The thing I find intriguing is that Hey Hey as well as others seem to show the singer Kamal and other Indians in a racist light much worse than the skit talked about and yet no comment.                                                        Is this because the Indians take this as humour or are too busy improving their lives .                                                                                         Does Kamarls comment I think its something along the line of ...........*thats so unkind *,as evidence that he is uncomfortable with his treatment or how he is portrayed ?


----------



## waza1960 (9 October 2009)

> I didn't see it.
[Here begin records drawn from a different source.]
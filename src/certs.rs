use rcgen::{Certificate, CertificateParams, DistinguishedName, DnType, IsCa, SanType};
use std::fs::File;
use std::io::Write;
use std::net::IpAddr;
use std::path::Path;
use tracing::debug;

use crate::error::{FixtureError, Result};

/// TLS identity attached to a mock node.
#[derive(Clone, Debug, PartialEq, Eq, Default)]
pub enum NodeCertificate {
    Issued {
        cert_pem: String,
        key_pem: String,
    },
    /// Stand-in for tests that never touch TLS.
    #[default]
    Placeholder,
}

impl NodeCertificate {
    pub fn is_placeholder(&self) -> bool {
        matches!(self, NodeCertificate::Placeholder)
    }
}

/// Anything that can hand a node a certificate for its host and address.
pub trait CertificateIssuer {
    fn issue(&self, host: &str, checksum_address: &str) -> Result<NodeCertificate>;
}

/// Issues a self-signed certificate with the host as SAN and the address as CN.
#[derive(Clone, Copy, Debug, Default)]
pub struct SelfSignedIssuer;

impl CertificateIssuer for SelfSignedIssuer {
    fn issue(&self, host: &str, checksum_address: &str) -> Result<NodeCertificate> {
        let cert = Certificate::from_params(node_certificate_params(host, checksum_address))?;
        let cert_pem = cert.serialize_pem()?;
        let key_pem = cert.serialize_private_key_pem();

        debug!(host, checksum_address, "issued self-signed node certificate");
        Ok(NodeCertificate::Issued { cert_pem, key_pem })
    }
}

// Leaf certificate: host as SAN, address as CN, never a CA.
fn node_certificate_params(host: &str, checksum_address: &str) -> CertificateParams {
    let mut params = CertificateParams::new(Vec::<String>::new());
    params.subject_alt_names = vec![subject_alt_name(host)];
    let mut name = DistinguishedName::new();
    name.push(DnType::CommonName, checksum_address);
    params.distinguished_name = name;
    params.is_ca = IsCa::NoCa;
    params
}

fn subject_alt_name(host: &str) -> SanType {
    match host.parse::<IpAddr>() {
        Ok(ip) => SanType::IpAddress(ip),
        Err(_) => SanType::DnsName(host.to_string()),
    }
}

pub fn create_node_certificate(host: &str, checksum_address: &str) -> Result<NodeCertificate> {
    SelfSignedIssuer.issue(host, checksum_address)
}

/// Write an issued certificate and its key as PEM files.
pub fn write_certificate(
    certificate: &NodeCertificate,
    cert_out: &Path,
    key_out: &Path,
) -> Result<()> {
    let NodeCertificate::Issued { cert_pem, key_pem } = certificate else {
        return Err(FixtureError::PlaceholderCertificate);
    };

    File::create(cert_out)?.write_all(cert_pem.as_bytes())?;
    File::create(key_out)?.write_all(key_pem.as_bytes())?;

    Ok(())
}
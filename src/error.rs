use thiserror::Error;

pub type Result<T> = std::result::Result<T, FixtureError>;

/// Errors raised while building fixtures.
#[derive(Debug, Error)]
pub enum FixtureError {
    /// The certificate issuer failed; the rcgen error is passed through untouched.
    #[error("certificate issuance failed: {0}")]
    Certificate(#[from] rcgen::RcgenError),

    #[error("certificate issuance failed: {0}")]
    Issuer(String),

    /// A placeholder certificate has no PEM material to write.
    #[error("node has a placeholder certificate, nothing to write")]
    PlaceholderCertificate,

    #[error(transparent)]
    Io(#[from] std::io::Error),
}

/// First column of a row that disagrees with the record it was checked against.
#[derive(Debug, Clone, PartialEq, Eq, Error)]
#[error("{description} (column {column} `{field}`): expected {expected:?}, row has {actual:?}")]
pub struct RowMismatch {
    pub column: usize,
    pub field: &'static str,
    /// What the check asserts, e.g. "rest url matches".
    pub description: &'static str,
    pub expected: String,
    pub actual: String,
}

/// Compare one column, producing a mismatch that names it.
pub(crate) fn check_column(
    column: usize,
    field: &'static str,
    description: &'static str,
    expected: &str,
    actual: &str,
) -> std::result::Result<(), RowMismatch> {
    if expected == actual {
        return Ok(());
    }
    Err(RowMismatch {
        column,
        field,
        description,
        expected: expected.to_string(),
        actual: actual.to_string(),
    })
}

#[cfg(test)]
mod tests {
    use super::*;

    #[test]
    fn equal_columns_pass() {
        assert!(check_column(0, "nickname", "nickname matches", "a", "a").is_ok());
    }

    #[test]
    fn mismatch_names_the_column() {
        let err = check_column(2, "nickname", "nickname matches", "a", "b").unwrap_err();
        assert_eq!(err.column, 2);
        assert_eq!(err.field, "nickname");
        assert_eq!(
            err.to_string(),
            "nickname matches (column 2 `nickname`): expected \"a\", row has \"b\""
        );
    }

    #[test]
    fn mismatch_boxes_as_std_error() {
        let err: Box<dyn std::error::Error> =
            Box::new(check_column(4, "updated", "updated timestamp matches", "x", "y").unwrap_err());
        assert!(err.to_string().starts_with("updated timestamp matches (column 4 `updated`)"));
    }
}
use clap::{Parser, Subcommand};
use fleet_fixtures::certs::{create_node_certificate, write_certificate};
use fleet_fixtures::{
    create_eth_address, create_random_node_with, create_random_state_with, is_checksum_address,
    node_to_row, state_to_row,
};
use rand::Rng;
use rand::rngs::StdRng;
use rand::SeedableRng;
use std::path::PathBuf;
use tracing::{error, info};

const LONG_VERSION: &str = concat!(env!("CARGO_PKG_VERSION"), " (", env!("GIT_COMMIT_HASH"), ")");

/// Generate mock node and fleet state rows for seeding a node store
#[derive(Parser, Debug)]
#[command(author, version, long_version = LONG_VERSION, about)]
struct Args {
    #[command(subcommand)]
    pub command: Command,
}

#[derive(Subcommand, Debug)]
pub enum Command {
    /// Print random node rows, one JSON array per line
    Nodes {
        #[arg(long, default_value = "1")]
        count: usize,
        /// Seed for reproducible fields (timestamps still follow the clock)
        #[arg(long)]
        seed: Option<u64>,
        /// Issue a self-signed certificate for every node
        #[arg(long)]
        with_certs: bool,
        /// Print whole records instead of rows
        #[arg(long)]
        records: bool,
    },

    /// Print random fleet state rows, one JSON array per line
    States {
        #[arg(long, default_value = "1")]
        count: usize,
        #[arg(long)]
        seed: Option<u64>,
        #[arg(long)]
        records: bool,
    },

    /// Issue a node certificate and write it as PEM (errors if either file exists)
    GenCert {
        #[arg(long, default_value = "127.0.0.1")]
        host: String,
        /// Checksum address for the certificate CN; random when omitted
        #[arg(long)]
        address: Option<String>,
        #[arg(long, help = "Path to TLS certificate file")]
        cert_path: PathBuf,
        #[arg(long, help = "Path to TLS private key file")]
        key_path: PathBuf,
    },

    /// Check that an address is checksum-cased
    CheckAddress { address: String },
}

fn seeded_rng(seed: Option<u64>) -> StdRng {
    match seed {
        Some(seed) => StdRng::seed_from_u64(seed),
        None => StdRng::from_entropy(),
    }
}

/// One JSON line per random node: the store row, or the whole record.
fn node_lines<R: Rng>(
    rng: &mut R,
    count: usize,
    with_certs: bool,
    records: bool,
) -> Result<Vec<String>, Box<dyn std::error::Error>> {
    let mut lines = Vec::with_capacity(count);
    for _ in 0..count {
        let node = create_random_node_with(rng, with_certs)?;
        let line = if records {
            serde_json::to_string(&node)?
        } else {
            serde_json::to_string(&node_to_row(&node))?
        };
        lines.push(line);
    }
    Ok(lines)
}

fn state_lines<R: Rng>(rng: &mut R, count: usize, records: bool) -> serde_json::Result<Vec<String>> {
    (0..count)
        .map(|_| {
            let state = create_random_state_with(&mut *rng);
            if records {
                serde_json::to_string(&state)
            } else {
                serde_json::to_string(&state_to_row(&state))
            }
        })
        .collect()
}

fn address_report(address: &str) -> Result<String, String> {
    if is_checksum_address(address) {
        Ok(format!("{} is a valid checksum address", address))
    } else {
        Err(format!("{} is not a valid checksum address", address))
    }
}

fn main() -> Result<(), Box<dyn std::error::Error>> {
    tracing_subscriber::fmt::init();
    let args = Args::parse();

    match args.command {
        Command::Nodes {
            count,
            seed,
            with_certs,
            records,
        } => {
            for line in node_lines(&mut seeded_rng(seed), count, with_certs, records)? {
                println!("{}", line);
            }
            info!("generated {} node fixtures", count);
        }
        Command::States {
            count,
            seed,
            records,
        } => {
            for line in state_lines(&mut seeded_rng(seed), count, records)? {
                println!("{}", line);
            }
            info!("generated {} fleet state fixtures", count);
        }
        Command::GenCert {
            host,
            address,
            cert_path,
            key_path,
        } => {
            if cert_path.exists() || key_path.exists() {
                error!(
                    "cert or key already exists ({} or {}). Aborting.",
                    cert_path.display(),
                    key_path.display()
                );
                std::process::exit(1);
            }

            let address = address.unwrap_or_else(create_eth_address);
            let certificate = create_node_certificate(&host, &address)?;
            write_certificate(&certificate, &cert_path, &key_path)?;

            info!(
                "Node certificate for {} ({}) written to:\n  cert: {}\n  key: {}",
                address,
                host,
                cert_path.display(),
                key_path.display()
            );
        }
        Command::CheckAddress { address } => {
            match address_report(&address) {
                Ok(report) => println!("{}", report),
                Err(report) => {
                    error!("{}", report);
                    std::process::exit(1);
                }
            }
        }
    }

    Ok(())
}
use rand::Rng;

pub const ASCII_LETTERS: &[u8] = b"abcdefghijklmnopqrstuvwxyzABCDEFGHIJKLMNOPQRSTUVWXYZ";
pub const PUNCTUATION: &[u8] = b"!\"#$%&'()*+,-./:;<=>?@[\\]^_`{|}~";
// both cases, so a generated color hex is not normalised
pub const HEX_DIGITS: &[u8] = b"0123456789abcdefABCDEF";

pub fn random_char<R: Rng>(rng: &mut R, alphabet: &[u8]) -> char {
    char::from(alphabet[rng.gen_range(0..alphabet.len())])
}

pub fn random_string<R: Rng>(rng: &mut R, alphabet: &[u8], len: usize) -> String {
    (0..len).map(|_| random_char(rng, alphabet)).collect()
}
However, I do remember as a kid watching on TV "The Black and White Minstrel Show" on which there were a lot of people dressed in black and white from my vague memory, but with black painted faces.
> 
> It meant nothing more to us than some good old time music. I think we used to tap dance to some of it!
> 
> But then, the whole concept of racism never entered our heads. NZ had white people and Maoris. So there was a different skin colour. Meant absolutely nothing. We have all become so damn self conscious and precious, instead of ascribing to skin colour the total unimportance it deserves.



Totally agree


----------



## Agentm (9 October 2009)

waza..

what this show is bring up, and clearly its doing it well, is showing that doing live comedy on the same formula of the 70's, where these issues that you bring were tolerated,  are far less tolerated now.

its a great point. equally i bet (i didnt watch the show but i assume this) if jackie mcdonald was on the show they would have played the ole "folks are dumb where i come from " melody,, i recall she had to mime it in the past shows,, all those examples of really bad taste and degrading comedy really needed to be dead and buried a long time ago (and forgotten imho)
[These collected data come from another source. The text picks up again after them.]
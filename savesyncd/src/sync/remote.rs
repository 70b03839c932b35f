use std::collections::HashMap;
use std::future::Future;
use std::path::Path;
use std::sync::Arc;

use futures_util::stream::BoxStream;
use savesync_core::{DriveClient, DriveError, DriveFile, FileMetadataPatch, NewFile};
use thiserror::Error;
use time::OffsetDateTime;
use time::format_description::well_known::Rfc3339;

/// Custom object property holding the sync key.
pub const LOCAL_PATH_PROPERTY: &str = "localPath";
/// Content type of every synced object.
pub const BINARY_MIME_TYPE: &str = "application/x-binary";

#[derive(Debug, Clone, PartialEq, Eq)]
pub struct RemoteFileEntry {
    pub id: String,
    pub name: String,
    pub sync_key: Option<String>,
    pub modified_ms: i64,
    pub size: u64,
    pub checksum: Option<String>,
    pub parent_id: Option<String>,
}

#[derive(Debug, Clone, Default)]
pub struct RemotePage {
    pub files: Vec<RemoteFileEntry>,
    pub next_page_token: Option<String>,
}

#[derive(Debug, Clone, PartialEq, Eq)]
pub struct ListRequest {
    pub query: String,
    pub fields: String,
    pub page_token: Option<String>,
}

#[derive(Debug, Clone, PartialEq, Eq)]
pub struct NewObject {
    pub parent_id: String,
    pub name: String,
    pub sync_key: String,
    pub mime_type: String,
    pub modified_ms: i64,
}

/// Remote storage scoped to the application-private space.
pub trait RemoteStorage: Send + Sync {
    type Error: std::error::Error + Send + Sync + 'static;

    fn list(
        &self,
        request: &ListRequest,
    ) -> impl Future<Output = Result<RemotePage, Self::Error>> + Send;

    fn create_folder(
        &self,
        parent_id: &str,
        name: &str,
    ) -> impl Future<Output = Result<String, Self::Error>> + Send;

    /// Creates an object carrying the sync key and uploads `source` as its content.
    fn create_object(
        &self,
        object: &NewObject,
        source: &Path,
    ) -> impl Future<Output = Result<String, Self::Error>> + Send;

    /// Replaces content and modification time of an existing object.
    fn update_object(
        &self,
        id: &str,
        modified_ms: i64,
        source: &Path,
    ) -> impl Future<Output = Result<(), Self::Error>> + Send;

    fn download_object(
        &self,
        id: &str,
    ) -> impl Future<Output = Result<BoxStream<'static, Result<Vec<u8>, Self::Error>>, Self::Error>>
    + Send;
}

impl<T: RemoteStorage> RemoteStorage for Arc<T> {
    type Error = T::Error;

    fn list(
        &self,
        request: &ListRequest,
    ) -> impl Future<Output = Result<RemotePage, Self::Error>> + Send {
        (**self).list(request)
    }

    fn create_folder(
        &self,
        parent_id: &str,
        name: &str,
    ) -> impl Future<Output = Result<String, Self::Error>> + Send {
        (**self).create_folder(parent_id, name)
    }

    fn create_object(
        &self,
        object: &NewObject,
        source: &Path,
    ) -> impl Future<Output = Result<String, Self::Error>> + Send {
        (**self).create_object(object, source)
    }

    fn update_object(
        &self,
        id: &str,
        modified_ms: i64,
        source: &Path,
    ) -> impl Future<Output = Result<(), Self::Error>> + Send {
        (**self).update_object(id, modified_ms, source)
    }

    fn download_object(
        &self,
        id: &str,
    ) -> impl Future<Output = Result<BoxStream<'static, Result<Vec<u8>, Self::Error>>, Self::Error>>
    + Send {
        (**self).download_object(id)
    }
}

#[derive(Debug, Error)]
pub enum DriveRemoteError {
    #[error("api error: {0}")]
    Api(#[from] DriveError),
    #[error("invalid timestamp {value:?}: {source}")]
    Timestamp {
        value: String,
        #[source]
        source: time::error::Parse,
    },
    #[error("timestamp out of range: {0}")]
    TimestampRange(i64),
    #[error("timestamp formatting failed: {0}")]
    Format(#[from] time::error::Format),
}

impl RemoteStorage for DriveClient {
    type Error = DriveRemoteError;

    async fn list(&self, request: &ListRequest) -> Result<RemotePage, Self::Error> {
        let page = self
            .list_files(
                &request.query,
                &request.fields,
                request.page_token.as_deref(),
            )
            .await?;
        let files = page
            .files
            .into_iter()
            .map(remote_entry_from_drive)
            .collect::<Result<Vec<_>, _>>()?;
        Ok(RemotePage {
            files,
            next_page_token: page.next_page_token,
        })
    }

    async fn create_folder(&self, parent_id: &str, name: &str) -> Result<String, Self::Error> {
        let created = self
            .create_file(&NewFile {
                name: name.to_string(),
                mime_type: savesync_core::FOLDER_MIME_TYPE.to_string(),
                parents: vec![parent_id.to_string()],
                ..NewFile::default()
            })
            .await?;
        Ok(created.id)
    }

    async fn create_object(
        &self,
        object: &NewObject,
        source: &Path,
    ) -> Result<String, Self::Error> {
        let created = self
            .create_file_with_content(
                &NewFile {
                    name: object.name.clone(),
                    mime_type: object.mime_type.clone(),
                    parents: vec![object.parent_id.clone()],
                    app_properties: Some(HashMap::from([(
                        LOCAL_PATH_PROPERTY.to_string(),
                        object.sync_key.clone(),
                    )])),
                    modified_time: Some(format_modified(object.modified_ms)?),
                },
                source,
            )
            .await?;
        Ok(created.id)
    }

    async fn update_object(
        &self,
        id: &str,
        modified_ms: i64,
        source: &Path,
    ) -> Result<(), Self::Error> {
        let patch = FileMetadataPatch {
            modified_time: Some(format_modified(modified_ms)?),
        };
        self.update_file_with_content(id, &patch, source, BINARY_MIME_TYPE)
            .await?;
        Ok(())
    }

    async fn download_object(
        &self,
        id: &str,
    ) -> Result<BoxStream<'static, Result<Vec<u8>, Self::Error>>, Self::Error> {
        use futures_util::{StreamExt, TryStreamExt};

        let stream = self.download(id).await?;
        Ok(stream.map_err(DriveRemoteError::from).boxed())
    }
}

fn remote_entry_from_drive(file: DriveFile) -> Result<RemoteFileEntry, DriveRemoteError> {
    let modified_ms = match file.modified_time.as_deref() {
        Some(value) => parse_modified(value)?,
        None => 0,
    };
    let sync_key = file
        .app_properties
        .and_then(|mut props| props.remove(LOCAL_PATH_PROPERTY));
    Ok(RemoteFileEntry {
        name: file.name.unwrap_or_else(|| file.id.clone()),
        id: file.id,
        sync_key,
        modified_ms,
        size: file.size.unwrap_or(0),
        checksum: file.md5_checksum,
        parent_id: file.parents.and_then(|parents| parents.into_iter().next()),
    })
}

pub fn parse_modified(value: &str) -> Result<i64, DriveRemoteError> {
    let parsed =
        OffsetDateTime::parse(value, &Rfc3339).map_err(|source| DriveRemoteError::Timestamp {
            value: value.to_string(),
            source,
        })?;
    Ok((parsed.unix_timestamp_nanos() / 1_000_000) as i64)
}

pub fn format_modified(modified_ms: i64) -> Result<String, DriveRemoteError> {
    let stamp = OffsetDateTime::from_unix_timestamp_nanos(i128::from(modified_ms) * 1_000_000)
        .map_err(|_| DriveRemoteError::TimestampRange(modified_ms))?;
    Ok(stamp.format(&Rfc3339)?)
}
i am not a fan of hey hey one bit, and i know if the jackie mcdonald stunt was played my wife would be offended, degrading women as dumb is not comedy..

each for their own,,, i hear it rated highly.. so well done for hey hey in demonstrating how far australia has progressed..


----------



## wayneL (9 October 2009)

Agent,

To be fair, there still hasn't, to my mind, been demosntrated how the skit was *racist* as defined by either the dictionary, or the wiki link you posted. It's too easy to scream racism over any perceived sleight involving a minority. 
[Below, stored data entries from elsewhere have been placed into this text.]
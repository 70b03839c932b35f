pub mod catalog;
pub mod decision;
pub mod engine;
pub mod fingerprint;
pub mod index;
pub mod paths;
pub mod provision;
pub mod remote;
pub mod transfer;

#[cfg(test)]
pub(crate) mod test_support;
However, I'll jump up and down about racism with the best of them. I've lost friends in Geraldton over how the Aborigines are discussed and treated. (Where there is a large population) I'm for giving anyone a fair go, no matter what they are in terms of race, nationality, background, whatever. 

I enjoy differences. I think they make relationships interesting.

Equally, I'll dig my toes in and resist the race card being played inappropriately as I think it has been in this case.

Re Jane Elliott - almost single handedly jolted us whitefella from our culturally ingrained (fair dinkum) racism.

Fantastic lady.


----------



## Happy (9 October 2009)

http://news.ninemsn.com.au/national/873452/kamahl-hits-back-at-hey-hey



> "Out of the six of us, only one is Anglo-Celtic Australian. I’m Sri Lankan-Australian, there’s an Indian Australian, a Greek Australian, an Irish-Italian Australian and a Lebanese Australian. We’re all Australian," he wrote on website The Punch.





Pity there were no African-Americans, if nothing else could be taken out of it, at least they would not have to paint their faces.


Otherwise, hey hey I've got enough of this black tea storm in a white teacup.


----------



## Timmy (9 October 2009)

I note in this discussion of racism and racists there are some overt capitalists here on the thread.  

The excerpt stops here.